Applicability of the one-year-back rule (MCL 500.3145) in an action by an insurer seeking reimbursement from another insurer; “Claimant”; Allstate Ins Co v State Farm Mut Auto Ins Co; “Subrogee”

Summary

Holding that the one-year-back rule did not apply because plaintiff-LM General was not a claimant under the No-Fault Act and the underlying claim was timely under the rule, the court reversed summary disposition for defendant-Trumbull Insurance and remanded. It noted that this was “the second chapter of an ongoing dispute between two insurance companies. The first chapter arose” when the injured person (H) sought payment of first-party no-fault benefits. H sued both LM General “and the Hartford Insurance Company, known here as Trumbull Insurance Company.” LM General paid benefits under protest. The only dispute in the first case was which company was first in priority. “Trumbull admitted liability after LM General” moved for summary disposition and Trumbull failed to respond. Trumbull “agreed to an order, and the case was dismissed. But Trumbull” did not reimburse LM General, which then filed this action for reimbursement. The court found that Allstate was analogous. “Under the circumstances presented in this case, LM General, an insurance company, is not a ‘claimant.’” H was the claimant in the prior “action, and her claim for benefits was timely under the one-year-back rule.

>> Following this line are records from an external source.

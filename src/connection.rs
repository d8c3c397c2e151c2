//! The connection façade consumed by `Stream`: stream registry, stream-id
//! allocation, HPACK encode/decode, frame I/O, and connection-level flow
//! control.
//!
//! `Connection` is the trait a `Stream<C>` is generic over; `DefaultConnection`
//! is a reference in-memory implementation: next-id bookkeeping keyed on
//! `is_server`, one hashmap of stream state doubling as the priority
//! registry. A second, independent parent/child map isn't kept alongside it:
//! `priority::reassign` already recovers the dependency forest on demand from
//! whichever structure implements `PriorityRegistry`, so there is nothing for
//! a second map to keep in sync.
//!
//! This crate does not implement a wire codec or transport: `write_frame`
//! appends to an in-memory outbox rather than writing bytes to a socket, and
//! HPACK is delegated wholesale to the `hpack` crate. An embedder wiring this
//! crate to real sockets and a real SETTINGS exchange replaces
//! `DefaultConnection`, not `Stream`.

use std::cell::RefCell;
use std::collections::HashMap;
use std::rc::Rc;

use hpack::{Decoder as HpackDecoder, Encoder as HpackEncoder};
use log::{debug, trace};

use crate::error::{Error, ErrorCode};
use crate::frame::{OutboundFrame, WindowUpdateFrame};
use crate::priority::{Priority, PriorityRegistry};
use crate::stream::{Stream, StreamInner};
use crate::types::{
    FieldList, StreamId, DEFAULT_INITIAL_WINDOW_SIZE, DEFAULT_MAX_FRAME_SIZE, DEFAULT_WEIGHT,
};
use crate::window::Window;

/// Connection-level configuration a `Stream` reads from its façade.
/// Deliberately thin: real SETTINGS negotiation is out
/// of scope, but the values it would carry are still a typed, documented
/// struct rather than ad-hoc arguments threaded through every call.
#[derive(Clone, Copy, Debug, PartialEq, Eq)]
pub struct ConnectionSettings {
    pub initial_window_size: i32,
    pub max_frame_size: u32,
}

impl Default for ConnectionSettings {
    fn default() -> ConnectionSettings {
        ConnectionSettings {
            initial_window_size: DEFAULT_INITIAL_WINDOW_SIZE,
            max_frame_size: DEFAULT_MAX_FRAME_SIZE,
        }
    }
}

/// The capabilities a `Stream` consumes from its owning connection.
/// A `Connection` is also a `PriorityRegistry`: priority
/// reassignment (Section 4.5) operates directly against whatever structure
/// tracks stream priorities, without a separate lookup layer.
pub trait Connection: PriorityRegistry {
    /// Allocates the next stream id this endpoint may use to initiate a
    /// stream (odd for a client, even for a server or a push).
    fn next_stream_id(&mut self) -> StreamId;

    fn register_stream(&mut self, id: StreamId, inner: Rc<RefCell<StreamInner>>);
    fn stream_inner(&self, id: StreamId) -> Option<Rc<RefCell<StreamInner>>>;

    fn local_initial_window_size(&self) -> i32;
    fn remote_initial_window_size(&self) -> i32;

    /// The largest frame this endpoint may emit, per the peer's advertised
    /// `SETTINGS_MAX_FRAME_SIZE`.
    fn maximum_frame_size(&self) -> u32;
    /// Headroom still available under `maximum_frame_size` for the frame
    /// currently being assembled. `DefaultConnection` does not track
    /// concurrent in-flight assembly, so this equals `maximum_frame_size`.
    fn available_frame_size(&self) -> u32;

    fn encode_headers(&mut self, fields: &FieldList) -> Result<Vec<u8>, Error>;
    fn decode_headers(&mut self, block: &[u8]) -> Result<FieldList, Error>;

    fn write_frame(&mut self, frame: OutboundFrame);

    /// Charges `len` octets against the connection-level remote window
    /// (this endpoint's send-side credit).
    fn consume_remote_window(&mut self, len: u32);
    /// Charges `len` octets against the connection-level local window
    /// (this endpoint's receive-side credit).
    fn consume_local_window(&mut self, len: u32);
    /// Applies a WINDOW_UPDATE increment to the connection-level remote
    /// window (Section 4.1). Fails with `FlowControlOverflow`, leaving the
    /// window unchanged, if it would exceed 2^31-1 (Testable Property 5).
    fn expand_connection_remote_window(&mut self, increment: u32) -> Result<(), Error>;

    /// Allocates and registers a new stream for a locally-initiated push,
    /// parented on `promising`. Returns the promised stream's id.
    fn create_push_promise_stream(&mut self, promising: StreamId) -> StreamId;
    /// Registers a stream the peer just promised via PUSH_PROMISE, parented
    /// on `promising`.
    fn accept_push_promise_stream(&mut self, promised_id: StreamId, promising: StreamId);

    /// Invoked exactly once per stream when it transitions to `closed`.
    fn on_stream_closed(&mut self, id: StreamId, error_code: Option<ErrorCode>);
}

/// A reference in-memory `Connection`: one `HashMap` registry, a single
/// outbox standing in for the transport, and the two connection-level
/// windows. Used by this crate's own integration tests and suitable for an
/// embedder that does not need a different registry strategy.
pub struct DefaultConnection {
    is_server: bool,
    local_settings: ConnectionSettings,
    remote_settings: ConnectionSettings,
    next_local_id: StreamId,
    streams: HashMap<StreamId, Rc<RefCell<StreamInner>>>,
    local_window: Window,
    remote_window: Window,
    hpack_encoder: HpackEncoder<'static>,
    hpack_decoder: HpackDecoder<'static>,
    outbox: Vec<OutboundFrame>,
    closed: Vec<(StreamId, Option<ErrorCode>)>,
}

impl DefaultConnection {
    pub fn new(
        is_server: bool,
        local_settings: ConnectionSettings,
        remote_settings: ConnectionSettings,
    ) -> DefaultConnection {
        DefaultConnection {
            is_server,
            local_settings,
            remote_settings,
            next_local_id: if is_server { 2 } else { 1 },
            streams: HashMap::new(),
            // The connection-level window is not subject to
            // SETTINGS_INITIAL_WINDOW_SIZE (RFC 7540 Section 6.9.2); it
            // always starts at the protocol default.
            local_window: Window::new(DEFAULT_INITIAL_WINDOW_SIZE),
            remote_window: Window::new(DEFAULT_INITIAL_WINDOW_SIZE),
            hpack_encoder: HpackEncoder::new(),
            hpack_decoder: HpackDecoder::new(),
            outbox: Vec::new(),
            closed: Vec::new(),
        }
    }

    /// Every frame handed to `write_frame`, in emission order. Exposed for
    /// tests standing in for a real transport.
    pub fn outbox(&self) -> &[OutboundFrame] {
        &self.outbox
    }

    /// Every `(stream_id, error_code)` pair `on_stream_closed` has observed,
    /// in order. Exposed for tests (Testable Property 8: the hook fires
    /// exactly once per stream).
    pub fn closed_streams(&self) -> &[(StreamId, Option<ErrorCode>)] {
        &self.closed
    }

    pub fn local_window(&self) -> Window {
        self.local_window
    }

    pub fn remote_window(&self) -> Window {
        self.remote_window
    }

    pub fn is_server(&self) -> bool {
        self.is_server
    }
}

impl PriorityRegistry for DefaultConnection {
    fn priority_of(&self, id: StreamId) -> Option<Priority> {
        self.streams.get(&id).map(|inner| inner.borrow().priority())
    }

    fn set_priority(&mut self, id: StreamId, priority: Priority) {
        if let Some(inner) = self.streams.get(&id) {
            inner.borrow_mut().set_priority(priority);
        }
    }

    fn stream_ids(&self) -> Vec<StreamId> {
        self.streams.keys().copied().collect()
    }
}

impl Connection for DefaultConnection {
    fn next_stream_id(&mut self) -> StreamId {
        let id = self.next_local_id;
        self.next_local_id += 2;
        id
    }

    fn register_stream(&mut self, id: StreamId, inner: Rc<RefCell<StreamInner>>) {
        self.streams.insert(id, inner);
    }

    fn stream_inner(&self, id: StreamId) -> Option<Rc<RefCell<StreamInner>>> {
        self.streams.get(&id).cloned()
    }

    fn local_initial_window_size(&self) -> i32 {
        self.local_settings.initial_window_size
    }

    fn remote_initial_window_size(&self) -> i32 {
        self.remote_settings.initial_window_size
    }

    fn maximum_frame_size(&self) -> u32 {
        self.remote_settings.max_frame_size
    }

    fn available_frame_size(&self) -> u32 {
        self.remote_settings.max_frame_size
    }

    fn encode_headers(&mut self, fields: &FieldList) -> Result<Vec<u8>, Error> {
        let borrowed: Vec<(&[u8], &[u8])> = fields
            .iter()
            .map(|(name, value)| (name.as_bytes(), value.as_bytes()))
            .collect();
        let block = self.hpack_encoder.encode(borrowed);
        trace!("encoded {} header field(s) into {} octets", fields.len(), block.len());
        Ok(block)
    }

    fn decode_headers(&mut self, block: &[u8]) -> Result<FieldList, Error> {
        let decoded = self
            .hpack_decoder
            .decode(block)
            .map_err(|e| Error::CompressionError(format!("{:?}", e)))?;
        Ok(decoded
            .into_iter()
            .map(|(name, value)| {
                (
                    String::from_utf8_lossy(&name).into_owned(),
                    String::from_utf8_lossy(&value).into_owned(),
                )
            })
            .collect())
    }

    fn write_frame(&mut self, frame: OutboundFrame) {
        trace!("stream {}: wrote {:?}", frame.stream_id(), frame);
        self.outbox.push(frame);
    }

    fn consume_remote_window(&mut self, len: u32) {
        self.remote_window.consume(len);
    }

    fn consume_local_window(&mut self, len: u32) {
        self.local_window.consume(len);
    }

    fn expand_connection_remote_window(&mut self, increment: u32) -> Result<(), Error> {
        self.remote_window.expand(increment)?;
        debug!("connection: remote window expanded by {} to {}", increment, self.remote_window.available());
        Ok(())
    }

    fn create_push_promise_stream(&mut self, promising: StreamId) -> StreamId {
        let id = self.next_stream_id();
        let inner = Rc::new(RefCell::new(StreamInner::new(
            id,
            self.local_initial_window_size(),
            self.remote_initial_window_size(),
        )));
        self.register_stream(id, inner);
        self.set_priority(
            id,
            Priority {
                stream_dependency: promising,
                exclusive: false,
                weight: DEFAULT_WEIGHT,
            },
        );
        debug!("stream {}: created as push promise from stream {}", id, promising);
        id
    }

    fn accept_push_promise_stream(&mut self, promised_id: StreamId, promising: StreamId) {
        let inner = Rc::new(RefCell::new(StreamInner::new(
            promised_id,
            self.local_initial_window_size(),
            self.remote_initial_window_size(),
        )));
        self.register_stream(promised_id, inner);
        self.set_priority(
            promised_id,
            Priority {
                stream_dependency: promising,
                exclusive: false,
                weight: DEFAULT_WEIGHT,
            },
        );
        debug!(
            "stream {}: accepted as push promise from stream {}",
            promised_id, promising
        );
    }

    fn on_stream_closed(&mut self, id: StreamId, error_code: Option<ErrorCode>) {
        debug!("stream {}: close hook fired ({:?})", id, error_code);
        self.closed.push((id, error_code));
    }
}

/// Routes an inbound WINDOW_UPDATE to the connection-level remote window
/// (stream id 0) or to the named stream's remote window, the way a
/// dispatch loop would route any other inbound frame to its target
/// (Section 2, "Data flow"; Section 4.1).
pub fn dispatch_window_update<C: Connection>(
    connection: &Rc<RefCell<C>>,
    frame: WindowUpdateFrame,
) -> Result<(), Error> {
    if frame.is_connection_level() {
        connection.borrow_mut().expand_connection_remote_window(frame.increment)
    } else {
        Stream::attach(connection.clone(), frame.stream_id).receive_window_update(frame)
    }
}

#[cfg(test)]
mod tests {
    use super::*;

    #[test]
    fn client_allocates_odd_ids() {
        let mut conn = DefaultConnection::new(false, ConnectionSettings::default(), ConnectionSettings::default());
        assert_eq!(conn.next_stream_id(), 1);
        assert_eq!(conn.next_stream_id(), 3);
    }

    #[test]
    fn server_allocates_even_ids() {
        let mut conn = DefaultConnection::new(true, ConnectionSettings::default(), ConnectionSettings::default());
        assert_eq!(conn.next_stream_id(), 2);
        assert_eq!(conn.next_stream_id(), 4);
    }

    #[test]
    fn headers_round_trip_through_hpack() {
        let mut conn = DefaultConnection::new(false, ConnectionSettings::default(), ConnectionSettings::default());
        let fields: FieldList = vec![
            (":method".to_string(), "GET".to_string()),
            (":path".to_string(), "/".to_string()),
        ];
        let block = conn.encode_headers(&fields).unwrap();
        let decoded = conn.decode_headers(&block).unwrap();
        assert_eq!(decoded, fields);
    }

    #[test]
    fn connection_window_defaults_independent_of_settings() {
        let mut settings = ConnectionSettings::default();
        settings.initial_window_size = 10;
        let conn = DefaultConnection::new(false, settings, settings);
        assert_eq!(conn.local_window().available(), DEFAULT_INITIAL_WINDOW_SIZE);
        assert_eq!(conn.remote_window().available(), DEFAULT_INITIAL_WINDOW_SIZE);
    }

    #[test]
    fn consume_remote_window_charges_connection_level_credit() {
        let mut conn = DefaultConnection::new(false, ConnectionSettings::default(), ConnectionSettings::default());
        let before = conn.remote_window().available();
        conn.consume_remote_window(100);
        assert_eq!(conn.remote_window().available(), before - 100);
    }

    #[test]
    fn dispatch_window_update_refills_connection_level_window() {
        let conn = Rc::new(RefCell::new(DefaultConnection::new(
            false,
            ConnectionSettings::default(),
            ConnectionSettings::default(),
        )));
        conn.borrow_mut().consume_remote_window(1000);
        let frame = WindowUpdateFrame::new(0, 1000);
        dispatch_window_update(&conn, frame).unwrap();
        assert_eq!(
            conn.borrow().remote_window().available(),
            DEFAULT_INITIAL_WINDOW_SIZE
        );
    }

    #[test]
    fn dispatch_window_update_refills_named_stream_window() {
        let conn = Rc::new(RefCell::new(DefaultConnection::new(
            false,
            ConnectionSettings::default(),
            ConnectionSettings::default(),
        )));
        let stream = Stream::open(conn.clone());
        stream.send_headers(None, &Vec::new(), false).unwrap();
        stream.send_data(vec![0u8; 500], false).unwrap();
        let before = stream.remote_window().unwrap().available();

        let frame = WindowUpdateFrame::new(stream.id(), 200);
        dispatch_window_update(&conn, frame).unwrap();

        assert_eq!(stream.remote_window().unwrap().available(), before + 200);
    }

    #[test]
    fn expand_connection_remote_window_overflow_leaves_window_unchanged() {
        let mut conn = DefaultConnection::new(false, ConnectionSettings::default(), ConnectionSettings::default());
        let before = conn.remote_window().available();
        let err = conn.expand_connection_remote_window(u32::MAX).unwrap_err();
        assert_eq!(err.error_code(), ErrorCode::FlowControlError);
        assert_eq!(conn.remote_window().available(), before);
    }
}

Because LM General” was not a claimant under the No-Fault Act and timely made payments to H, “Allstate counsels that the one-year-back rule does not apply, despite that some of LM General’s timely payments to the claimant . . . were made more than a year before it was forced to file this suit.” Trumbull contended that as H’s “‘subrogee,’ LM General acquired only the same rights as [H] would have had” and it reasoned that H could not have recovered benefits had she sued in 2019 when LM General did. The court noted that whether LM General was her subrogees was “not entirely straightforward.” LM General was “not suing to enforce a right, duty, or claim owed to [H]; her claim for benefits has been paid and liability decided. Rather,” it alleged that Trumbull violated a “separate and distinct agreement to reimburse LM General for the payments that LM General had made.” Because the issue here was “whether Trumbull’s promise to pay is legally enforceable[,]” the one-year-back rule did not apply. And even assuming LM General was H’s subrogee, “her claim was timely under the one-year-back rule. Standing in [H’s] shoes, so is LM General’s.”